Spessi claims he always needs to have a fully developed idea of
his projects before he can get to work. “I need to create a frame
around the project, almost like a script.” Still, he notes that simply
finding a title can be enough to get him started. “A strong title
is as good as a script. When I saw a 111 tattoo on this guy I was
photographing, it sparked an idea. I found out that a lot of people
from Breiðholt have 111 tattooed on them, and I realised I’d found
a focal point for the project. The triple one is not only Breiðholt’s
postal code, but also a uniting symbol for a large part of its
population. “There are several postal codes in Reykjavík, but this is
one of the few that people will get tattooed on their skin. No one has
104 or 108. There’s solidarity in Breiðholt.”

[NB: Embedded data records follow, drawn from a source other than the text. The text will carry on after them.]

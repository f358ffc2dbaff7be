//! Voice processing module
//!
//! Handles speech synthesis and plan read-back, microphone capture and
//! speech recognition for form input.

mod capture;
mod decode;
mod output;
mod playback;
mod queue;
mod recognition;
mod stt;
mod tts;

pub use capture::{AudioCapture, SAMPLE_RATE, UtteranceLimits, rms, samples_to_wav};
pub use decode::{DecodedAudio, Pcm16Decoder, decode_mp3};
pub use output::SpeakerSink;
pub use playback::{
    AudioSink, BufferedPlayback, Playback, PlaybackHandle, PlaybackOutcome, SinkFactory,
    StreamingPlayback,
};
pub use queue::{ChunkQueue, Next};
pub use recognition::{MicRecognizer, RecognitionEvent, RecognitionSession, Recognizer, SpeechBridge};
pub use stt::{SpeechToText, Transcriber};
pub use tts::{
    AudioStream, BUFFERED_CONTENT_TYPE, STREAM_CONTENT_TYPE, STREAM_SAMPLE_RATE, Synthesizer,
    TextToSpeech,
};

#[cfg(test)]
pub(crate) use recognition::fake::{ScriptedRecognizer, SilentRecognizer};
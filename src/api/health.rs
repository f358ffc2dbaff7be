//! Health check endpoints

use std::sync::Arc;

use axum::{Json, Router, extract::State, http::StatusCode, routing::get};
use serde::Serialize;

use super::ApiState;

/// Health check response
#[derive(Serialize)]
pub struct HealthResponse {
    pub status: &'static str,
    pub version: &'static str,
}

/// Detailed readiness response
#[derive(Serialize)]
pub struct ReadinessResponse {
    pub status: &'static str,
    pub checks: ReadinessChecks,
}

/// Individual readiness checks
#[derive(Serialize)]
pub struct ReadinessChecks {
    pub database: CheckResult,
    pub generator: CheckResult,
    pub synthesis: CheckResult,
}

/// Result of a single health check
#[derive(Serialize)]
pub struct CheckResult {
    pub status: &'static str,
    #[serde(skip_serializing_if = "Option::is_none")]
    pub message: Option<String>,
}

impl CheckResult {
    const fn ok() -> Self {
        Self {
            status: "ok",
            message: None,
        }
    }

    fn fail(message: impl Into<String>) -> Self {
        Self {
            status: "fail",
            message: Some(message.into()),
        }
    }

    fn unavailable() -> Self {
        Self {
            status: "unavailable",
            message: Some("not configured".to_string()),
        }
    }

    fn configured<T>(component: Option<&T>) -> Self {
        component.map_or_else(Self::unavailable, |_| Self::ok())
    }
}

/// Liveness probe
async fn health() -> Json<HealthResponse> {
    Json(HealthResponse {
        status: "ok",
        version: env!("CARGO_PKG_VERSION"),
    })
}

/// Readiness probe
///
/// Only storage decides readiness; missing providers are reported but
/// the planner still serves stored plans without them.
async fn ready(State(state): State<Arc<ApiState>>) -> (StatusCode, Json<ReadinessResponse>) {
    let database = check_database(&state);
    let all_ok = database.status == "ok";

    let (status, http_status) = if all_ok {
        ("ok", StatusCode::OK)
    } else {
        ("degraded", StatusCode::SERVICE_UNAVAILABLE)
    };

    (
        http_status,
        Json(ReadinessResponse {
            status,
            checks: ReadinessChecks {
                database,
                generator: CheckResult::configured(state.generator.as_ref()),
                synthesis: CheckResult::configured(state.synthesizer.as_ref()),
            },
        }),
    )
}

/// Check database connectivity (file storage has nothing to check)
fn check_database(state: &ApiState) -> CheckResult {
    let Some(db) = &state.db else {
        return CheckResult::ok();
    };
    match db.get() {
        Ok(conn) => match conn.query_row("SELECT 1", [], |_| Ok(())) {
            Ok(()) => CheckResult::ok(),
            Err(e) => CheckResult::fail(format!("query failed: {e}")),
        },
        Err(e) => CheckResult::fail(format!("connection failed: {e}")),
    }
}

/// Build health router (liveness only, no state needed)
pub fn router() -> Router {
    Router::new().route("/health", get(health))
}

/// Build readiness router (needs state for checks)
pub fn ready_router(state: Arc<ApiState>) -> Router {
    Router::new().route("/ready", get(ready)).with_state(state)
}
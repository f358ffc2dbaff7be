//! Budget plan generation clients
//!
//! A generator turns validated budget input into a short prose plan. It
//! fails only when the remote call errors or comes back empty; there is no
//! retry policy.

use async_trait::async_trait;
use reqwest::Client;
use secrecy::{ExposeSecret, SecretString};
use serde::{Deserialize, Serialize};

use super::prompt::{SYSTEM_PROMPT, build_prompt, limit_words};
use crate::budget::BudgetInput;
use crate::config::{Config, LlmProvider};
use crate::{Error, Result};

/// Produces budget narratives from structured input
#[async_trait]
pub trait PlanGenerator: Send + Sync {
    /// Generate a plan
    ///
    /// # Errors
    ///
    /// Returns `Error::Generation` if the provider fails or returns no text
    async fn generate(&self, input: &BudgetInput) -> Result<String>;

    /// Provider name for logging
    fn name(&self) -> &'static str;
}

/// Turn raw provider output into a plan, rejecting empty text
///
/// # Errors
///
/// Returns `Error::Generation` when the output is missing or blank
pub fn finish_plan(raw: Option<String>, max_words: usize) -> Result<String> {
    let text = limit_words(raw.as_deref().unwrap_or_default(), max_words);
    if text.is_empty() {
        return Err(Error::Generation("provider returned an empty plan".to_string()));
    }
    Ok(text)
}

/// Build the generator selected by configuration
///
/// # Errors
///
/// Returns `Error::Config` if the provider's API key is missing
pub fn from_config(config: &Config) -> Result<Box<dyn PlanGenerator>> {
    let llm = &config.llm;
    match llm.provider {
        LlmProvider::OpenAi => {
            let key = config
                .api_keys
                .openai
                .clone()
                .ok_or_else(|| Error::Config("OPENAI_API_KEY required for plan generation".to_string()))?;
            Ok(Box::new(OpenAiGenerator::new(
                key,
                llm.base_url.clone(),
                llm.model.clone(),
                llm.max_words,
            )))
        }
        LlmProvider::Gemini => {
            let key = config
                .api_keys
                .gemini
                .clone()
                .ok_or_else(|| Error::Config("GEMINI_API_KEY required for plan generation".to_string()))?;
            Ok(Box::new(GeminiGenerator::new(key, llm.model.clone(), llm.max_words)))
        }
    }
}

/// OpenAI-compatible chat completions generator
pub struct OpenAiGenerator {
    client: Client,
    api_key: SecretString,
    base_url: String,
    model: String,
    max_words: usize,
}

impl OpenAiGenerator {
    /// Create a generator against an OpenAI-compatible base URL
    #[must_use]
    pub fn new(api_key: SecretString, base_url: String, model: String, max_words: usize) -> Self {
        Self {
            client: Client::new(),
            api_key,
            base_url: base_url.trim_end_matches('/').to_string(),
            model,
            max_words,
        }
    }
}

#[async_trait]
impl PlanGenerator for OpenAiGenerator {
    async fn generate(&self, input: &BudgetInput) -> Result<String> {
        let request = ChatCompletionRequest {
            model: &self.model,
            messages: vec![
                ChatMessage { role: "system", content: SYSTEM_PROMPT.to_string() },
                ChatMessage { role: "user", content: build_prompt(input, self.max_words) },
            ],
            temperature: 0.7,
        };

        tracing::debug!(model = %self.model, expenses = input.expenses.len(), "requesting plan");

        let response = self
            .client
            .post(format!("{}/chat/completions", self.base_url))
            .bearer_auth(self.api_key.expose_secret())
            .json(&request)
            .send()
            .await
            .map_err(|e| Error::Generation(format!("request failed: {e}")))?;

        if !response.status().is_success() {
            let status = response.status();
            let body = response.text().await.unwrap_or_default();
            tracing::error!(status = %status, body = %body, "generation API error");
            return Err(Error::Generation(format!("API error {status}: {body}")));
        }

        let result: ChatCompletionResponse = response
            .json()
            .await
            .map_err(|e| Error::Generation(format!("failed to parse response: {e}")))?;

        let raw = result.choices.into_iter().next().and_then(|c| c.message.content);
        let plan = finish_plan(raw, self.max_words)?;
        tracing::info!(words = plan.split_whitespace().count(), "plan generated");
        Ok(plan)
    }

    fn name(&self) -> &'static str {
        "openai"
    }
}

#[derive(Serialize)]
struct ChatCompletionRequest<'a> {
    model: &'a str,
    messages: Vec<ChatMessage>,
    temperature: f32,
}

#[derive(Serialize)]
struct ChatMessage {
    role: &'static str,
    content: String,
}

#[derive(Deserialize)]
struct ChatCompletionResponse {
    #[serde(default)]
    choices: Vec<Choice>,
}

#[derive(Deserialize)]
struct Choice {
    message: ResponseMessage,
}

#[derive(Deserialize)]
struct ResponseMessage {
    content: Option<String>,
}

/// Google Gemini `generateContent` generator
pub struct GeminiGenerator {
    client: Client,
    api_key: SecretString,
    model: String,
    max_words: usize,
}

impl GeminiGenerator {
    /// Create a Gemini generator
    #[must_use]
    pub fn new(api_key: SecretString, model: String, max_words: usize) -> Self {
        Self {
            client: Client::new(),
            api_key,
            model,
            max_words,
        }
    }
}

#[async_trait]
impl PlanGenerator for GeminiGenerator {
    async fn generate(&self, input: &BudgetInput) -> Result<String> {
        let request = GeminiRequest {
            system_instruction: GeminiContent {
                parts: vec![GeminiPart { text: SYSTEM_PROMPT.to_string() }],
            },
            contents: vec![GeminiContent {
                parts: vec![GeminiPart { text: build_prompt(input, self.max_words) }],
            }],
        };

        let url = format!(
            "https://generativelanguage.googleapis.com/v1beta/models/{}:generateContent",
            self.model
        );

        tracing::debug!(model = %self.model, expenses = input.expenses.len(), "requesting plan");

        let response = self
            .client
            .post(&url)
            .header("x-goog-api-key", self.api_key.expose_secret())
            .json(&request)
            .send()
            .await
            .map_err(|e| Error::Generation(format!("request failed: {e}")))?;

        if !response.status().is_success() {
            let status = response.status();
            let body = response.text().await.unwrap_or_default();
            tracing::error!(status = %status, body = %body, "Gemini API error");
            return Err(Error::Generation(format!("Gemini API error {status}: {body}")));
        }

        let result: GeminiResponse = response
            .json()
            .await
            .map_err(|e| Error::Generation(format!("failed to parse Gemini response: {e}")))?;

        let plan = finish_plan(result.text(), self.max_words)?;
        tracing::info!(words = plan.split_whitespace().count(), "plan generated");
        Ok(plan)
    }

    fn name(&self) -> &'static str {
        "gemini"
    }
}

#[derive(Serialize)]
#[serde(rename_all = "camelCase")]
struct GeminiRequest {
    system_instruction: GeminiContent,
    contents: Vec<GeminiContent>,
}

#[derive(Serialize, Deserialize)]
struct GeminiContent {
    #[serde(default)]
    parts: Vec<GeminiPart>,
}

#[derive(Serialize, Deserialize)]
struct GeminiPart {
    #[serde(default)]
    text: String,
}

#[derive(Deserialize)]
struct GeminiResponse {
    #[serde(default)]
    candidates: Vec<GeminiCandidate>,
}

#[derive(Deserialize)]
struct GeminiCandidate {
    content: Option<GeminiContent>,
}

impl GeminiResponse {
    fn text(self) -> Option<String> {
        let content = self.candidates.into_iter().next()?.content?;
        Some(content.parts.into_iter().map(|p| p.text).collect())
    }
}
//! Budget plan generation and the interactive planner flow

pub mod generator;
pub mod prompt;
mod session;

pub use generator::{GeminiGenerator, OpenAiGenerator, PlanGenerator, from_config};
pub use session::PlannerSession;
//! Text-to-speech (TTS) synthesis

use async_trait::async_trait;
use bytes::Bytes;
use futures::stream::{BoxStream, StreamExt, TryStreamExt};
use reqwest::Client;
use secrecy::{ExposeSecret, SecretString};

use crate::config::{Config, TtsProvider};
use crate::{Error, Result};

/// Sample rate of streamed PCM audio (16-bit little-endian mono)
pub const STREAM_SAMPLE_RATE: u32 = 24_000;

/// MIME type of streamed audio
pub const STREAM_CONTENT_TYPE: &str = "audio/L16;rate=24000;channels=1";

/// MIME type of buffered audio
pub const BUFFERED_CONTENT_TYPE: &str = "audio/mpeg";

/// Incrementally delivered audio bytes
pub type AudioStream = BoxStream<'static, Result<Bytes>>;

/// Converts text into speech audio
#[async_trait]
pub trait Synthesizer: Send + Sync {
    /// Request a complete MP3 clip
    ///
    /// # Errors
    ///
    /// Returns `Error::Synthesis` if the provider rejects the request
    async fn synthesize(&self, text: &str, voice: Option<&str>) -> Result<Bytes>;

    /// Request PCM16 audio at [`STREAM_SAMPLE_RATE`] as it is produced
    ///
    /// # Errors
    ///
    /// Returns `Error::Synthesis` if the provider rejects the request
    async fn synthesize_stream(&self, text: &str, voice: Option<&str>) -> Result<AudioStream>;

    /// Provider name for logging
    fn name(&self) -> &'static str;
}

/// Synthesizes speech through a hosted TTS API
pub struct TextToSpeech {
    client: Client,
    api_key: SecretString,
    voice: String,
    speed: f32,
    model: String,
    provider: TtsProvider,
}

impl TextToSpeech {
    /// Create a TTS client for the configured provider
    ///
    /// # Errors
    ///
    /// Returns error if the provider's API key is missing
    pub fn from_config(config: &Config) -> Result<Self> {
        let voice = &config.voice;
        match voice.tts_provider {
            TtsProvider::OpenAi => Self::new_openai_with_model(
                config.api_keys.openai.clone(),
                voice.tts_voice.clone(),
                voice.tts_speed,
                voice.tts_model.clone(),
            ),
            TtsProvider::ElevenLabs => Self::new_elevenlabs_with_model(
                config.api_keys.elevenlabs.clone(),
                voice.tts_voice.clone(),
                voice.tts_model.clone(),
            ),
        }
    }

    /// Create a new TTS instance using `OpenAI` with custom model
    ///
    /// # Errors
    ///
    /// Returns error if API key is missing
    pub fn new_openai_with_model(
        api_key: Option<SecretString>,
        voice: String,
        speed: f32,
        model: String,
    ) -> Result<Self> {
        let api_key = api_key
            .filter(|k| !k.expose_secret().is_empty())
            .ok_or_else(|| Error::Config("OpenAI API key required for TTS".to_string()))?;

        Ok(Self {
            client: Client::new(),
            api_key,
            voice,
            speed,
            model,
            provider: TtsProvider::OpenAi,
        })
    }

    /// Create a new TTS instance using `ElevenLabs` with custom model
    ///
    /// # Errors
    ///
    /// Returns error if API key is missing
    pub fn new_elevenlabs_with_model(
        api_key: Option<SecretString>,
        voice_id: String,
        model: String,
    ) -> Result<Self> {
        let api_key = api_key
            .filter(|k| !k.expose_secret().is_empty())
            .ok_or_else(|| Error::Config("ElevenLabs API key required for TTS".to_string()))?;

        Ok(Self {
            client: Client::new(),
            api_key,
            voice: voice_id,
            speed: 1.0,
            model,
            provider: TtsProvider::ElevenLabs,
        })
    }

    /// Default voice identifier
    #[must_use]
    pub fn default_voice(&self) -> &str {
        &self.voice
    }

    fn request(&self, text: &str, voice: Option<&str>, streaming: bool) -> reqwest::RequestBuilder {
        let voice = voice.filter(|v| !v.is_empty()).unwrap_or(&self.voice);

        match self.provider {
            TtsProvider::OpenAi => {
                #[derive(serde::Serialize)]
                struct TtsRequest<'a> {
                    model: &'a str,
                    input: &'a str,
                    voice: &'a str,
                    speed: f32,
                    response_format: &'a str,
                }

                let request = TtsRequest {
                    model: &self.model,
                    input: text,
                    voice,
                    speed: self.speed,
                    response_format: if streaming { "pcm" } else { "mp3" },
                };

                self.client
                    .post("https://api.openai.com/v1/audio/speech")
                    .bearer_auth(self.api_key.expose_secret())
                    .json(&request)
            }
            TtsProvider::ElevenLabs => {
                #[derive(serde::Serialize)]
                struct ElevenLabsRequest<'a> {
                    text: &'a str,
                    model_id: &'a str,
                }

                let url = if streaming {
                    format!(
                        "https://api.elevenlabs.io/v1/text-to-speech/{voice}/stream?output_format=pcm_24000"
                    )
                } else {
                    format!("https://api.elevenlabs.io/v1/text-to-speech/{voice}")
                };

                self.client
                    .post(&url)
                    .header("xi-api-key", self.api_key.expose_secret())
                    .json(&ElevenLabsRequest {
                        text,
                        model_id: &self.model,
                    })
            }
        }
    }

    async fn send(&self, text: &str, voice: Option<&str>, streaming: bool) -> Result<reqwest::Response> {
        if text.trim().is_empty() {
            return Err(Error::Validation("nothing to read aloud".to_string()));
        }

        let response = self
            .request(text, voice, streaming)
            .send()
            .await
            .map_err(|e| Error::Synthesis(format!("request failed: {e}")))?;

        if !response.status().is_success() {
            let status = response.status();
            let body = response.text().await.unwrap_or_default();
            tracing::error!(provider = self.name(), status = %status, body = %body, "TTS API error");
            return Err(Error::Synthesis(format!("{} TTS error {status}: {body}", self.name())));
        }

        Ok(response)
    }
}

#[async_trait]
impl Synthesizer for TextToSpeech {
    async fn synthesize(&self, text: &str, voice: Option<&str>) -> Result<Bytes> {
        let response = self.send(text, voice, false).await?;
        let audio = response
            .bytes()
            .await
            .map_err(|e| Error::Synthesis(format!("failed to read audio: {e}")))?;

        tracing::debug!(provider = self.name(), bytes = audio.len(), "synthesized clip");
        Ok(audio)
    }

    async fn synthesize_stream(&self, text: &str, voice: Option<&str>) -> Result<AudioStream> {
        let response = self.send(text, voice, true).await?;
        tracing::debug!(provider = self.name(), "streaming synthesis started");

        Ok(response
            .bytes_stream()
            .map_err(|e| Error::Synthesis(format!("stream interrupted: {e}")))
            .boxed())
    }

    fn name(&self) -> &'static str {
        match self.provider {
            TtsProvider::OpenAi => "openai",
            TtsProvider::ElevenLabs => "elevenlabs",
        }
    }
}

Breiðholt has an active sports scene, and Spessi used the local
football club as his way into the community. “Football is the spark
of hope in the neighbourhood. I started showing up to football
practices to photograph the teams and the kids there. I wanted to
enter the culture through the teenagers. They are Icelandic and
speak Icelandic. From there I really wanted to get into their homes
and meet their parents, many of whom are immigrants and might
speak broken Icelandic – half Icelandic, half something else. If there
was a grandmother in the home, you’d have reached the homeland
entirely. I thought this was very exciting, how you could travel
through the generations back to the origin.” According to Spessi,
Breiðholt is an interesting part of Iceland, but you can find versions
of Breiðholt all over the world.
Spessi is fascinated with the culture of the neighbourhood, the
tolerance, and the people, but in the two-year period he was taking
the photos for 111, he also saw its dark sides. He met a drug dealer
and followed him on a sales mission where he was selling people
crack. “Walking into an apartment filled with young people using
drugs was hard. I heard the owner of the apartment, a young girl,
talk about how she needed to take her daughter to the dentist
the morning after, and the idea of a child in a place like that made
me uneasy.” The girl contacted him a month later to ask how the
book was going, worried that the photos would be printed or show
up in an exhibition. “She was on the street by then, had lost the
apartment, and was in an even worse position.” Spessi claims the
only way to work under such circumstances is to approach the
project as a neutral voyeur and chronicler. Still, he never printed
the photos of that young group.
Most of the time, Spessi enters difficult situations with ease,
letting his camera lead the way. His interest in motorcycle culture
led him to the United States where he shot motorcycle clubs.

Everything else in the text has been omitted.